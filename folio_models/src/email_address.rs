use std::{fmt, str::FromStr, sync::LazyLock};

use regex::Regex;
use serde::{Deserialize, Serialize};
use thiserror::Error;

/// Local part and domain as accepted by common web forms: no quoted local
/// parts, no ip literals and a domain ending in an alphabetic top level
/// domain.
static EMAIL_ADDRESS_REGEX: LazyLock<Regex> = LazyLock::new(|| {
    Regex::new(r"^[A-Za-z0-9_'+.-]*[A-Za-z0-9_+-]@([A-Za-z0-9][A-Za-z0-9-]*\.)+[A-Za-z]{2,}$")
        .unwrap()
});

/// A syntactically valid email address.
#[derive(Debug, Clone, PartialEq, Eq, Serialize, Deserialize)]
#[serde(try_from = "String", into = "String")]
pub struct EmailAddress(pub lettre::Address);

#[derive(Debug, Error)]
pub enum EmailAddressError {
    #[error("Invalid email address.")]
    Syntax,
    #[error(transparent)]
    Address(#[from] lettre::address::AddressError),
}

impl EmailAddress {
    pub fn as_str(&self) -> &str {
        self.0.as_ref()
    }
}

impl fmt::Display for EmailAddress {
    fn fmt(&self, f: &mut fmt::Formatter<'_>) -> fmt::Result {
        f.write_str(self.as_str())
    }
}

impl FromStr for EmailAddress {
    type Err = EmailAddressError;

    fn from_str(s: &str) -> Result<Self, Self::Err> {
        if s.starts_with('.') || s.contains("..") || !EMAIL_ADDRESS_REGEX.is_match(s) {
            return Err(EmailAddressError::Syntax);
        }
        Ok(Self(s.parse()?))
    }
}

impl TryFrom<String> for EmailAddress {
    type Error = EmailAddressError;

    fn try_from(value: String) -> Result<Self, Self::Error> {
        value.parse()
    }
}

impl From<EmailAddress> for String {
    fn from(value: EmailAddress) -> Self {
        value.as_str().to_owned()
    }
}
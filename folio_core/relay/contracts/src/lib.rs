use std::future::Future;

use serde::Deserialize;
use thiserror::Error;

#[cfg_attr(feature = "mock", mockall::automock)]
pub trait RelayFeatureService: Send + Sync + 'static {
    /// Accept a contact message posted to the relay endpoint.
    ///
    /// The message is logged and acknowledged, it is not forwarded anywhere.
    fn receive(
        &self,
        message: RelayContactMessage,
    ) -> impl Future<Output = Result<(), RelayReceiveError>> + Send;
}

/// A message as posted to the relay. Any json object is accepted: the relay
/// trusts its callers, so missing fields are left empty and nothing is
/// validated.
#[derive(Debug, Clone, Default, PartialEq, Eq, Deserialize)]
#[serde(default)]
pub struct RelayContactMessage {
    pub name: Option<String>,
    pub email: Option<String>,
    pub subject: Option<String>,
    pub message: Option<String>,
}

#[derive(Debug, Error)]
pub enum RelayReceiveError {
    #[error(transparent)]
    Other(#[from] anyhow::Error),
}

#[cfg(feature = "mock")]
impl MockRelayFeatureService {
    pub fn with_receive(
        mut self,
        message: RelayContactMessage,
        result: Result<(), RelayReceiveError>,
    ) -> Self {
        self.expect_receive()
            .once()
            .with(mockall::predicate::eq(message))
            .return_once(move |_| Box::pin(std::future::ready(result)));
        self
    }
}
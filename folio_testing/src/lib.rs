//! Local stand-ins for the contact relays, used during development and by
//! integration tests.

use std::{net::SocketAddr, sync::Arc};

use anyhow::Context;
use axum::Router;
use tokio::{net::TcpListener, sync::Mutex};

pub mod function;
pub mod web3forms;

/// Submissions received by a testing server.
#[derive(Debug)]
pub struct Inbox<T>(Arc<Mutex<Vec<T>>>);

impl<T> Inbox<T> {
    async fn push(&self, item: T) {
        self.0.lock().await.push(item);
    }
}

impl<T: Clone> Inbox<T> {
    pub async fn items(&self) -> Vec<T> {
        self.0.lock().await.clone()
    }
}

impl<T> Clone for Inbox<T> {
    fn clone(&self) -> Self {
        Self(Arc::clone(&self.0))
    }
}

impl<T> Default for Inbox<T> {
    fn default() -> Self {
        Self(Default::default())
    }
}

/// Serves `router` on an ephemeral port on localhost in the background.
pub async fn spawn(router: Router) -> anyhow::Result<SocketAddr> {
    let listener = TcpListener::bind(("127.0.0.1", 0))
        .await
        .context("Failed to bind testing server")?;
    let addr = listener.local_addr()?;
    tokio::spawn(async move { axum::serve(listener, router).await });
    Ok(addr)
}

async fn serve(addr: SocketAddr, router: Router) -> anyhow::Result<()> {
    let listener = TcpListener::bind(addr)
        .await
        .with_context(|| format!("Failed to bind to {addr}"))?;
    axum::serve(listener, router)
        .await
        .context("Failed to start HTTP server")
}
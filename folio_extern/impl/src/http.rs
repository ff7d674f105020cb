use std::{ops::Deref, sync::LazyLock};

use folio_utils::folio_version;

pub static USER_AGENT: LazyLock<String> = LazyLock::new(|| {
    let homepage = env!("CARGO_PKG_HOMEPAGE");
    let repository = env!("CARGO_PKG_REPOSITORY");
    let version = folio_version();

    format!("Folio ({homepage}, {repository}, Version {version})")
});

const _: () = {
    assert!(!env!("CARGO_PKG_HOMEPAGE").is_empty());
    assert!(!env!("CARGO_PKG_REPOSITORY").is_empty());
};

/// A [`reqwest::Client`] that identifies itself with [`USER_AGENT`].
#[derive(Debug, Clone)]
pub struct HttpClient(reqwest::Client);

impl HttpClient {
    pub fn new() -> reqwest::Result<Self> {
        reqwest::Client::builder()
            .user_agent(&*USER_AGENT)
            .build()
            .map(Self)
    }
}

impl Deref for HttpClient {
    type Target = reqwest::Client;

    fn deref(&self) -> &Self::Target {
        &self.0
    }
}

+-------+

• **Description of the task**: Pull each line that includes the word "RelayReceiveError" out of the material above.

• **The completed task**:
    ) -> impl Future<Output = Result<(), RelayReceiveError>> + Send;
pub enum RelayReceiveError {
        result: Result<(), RelayReceiveError>,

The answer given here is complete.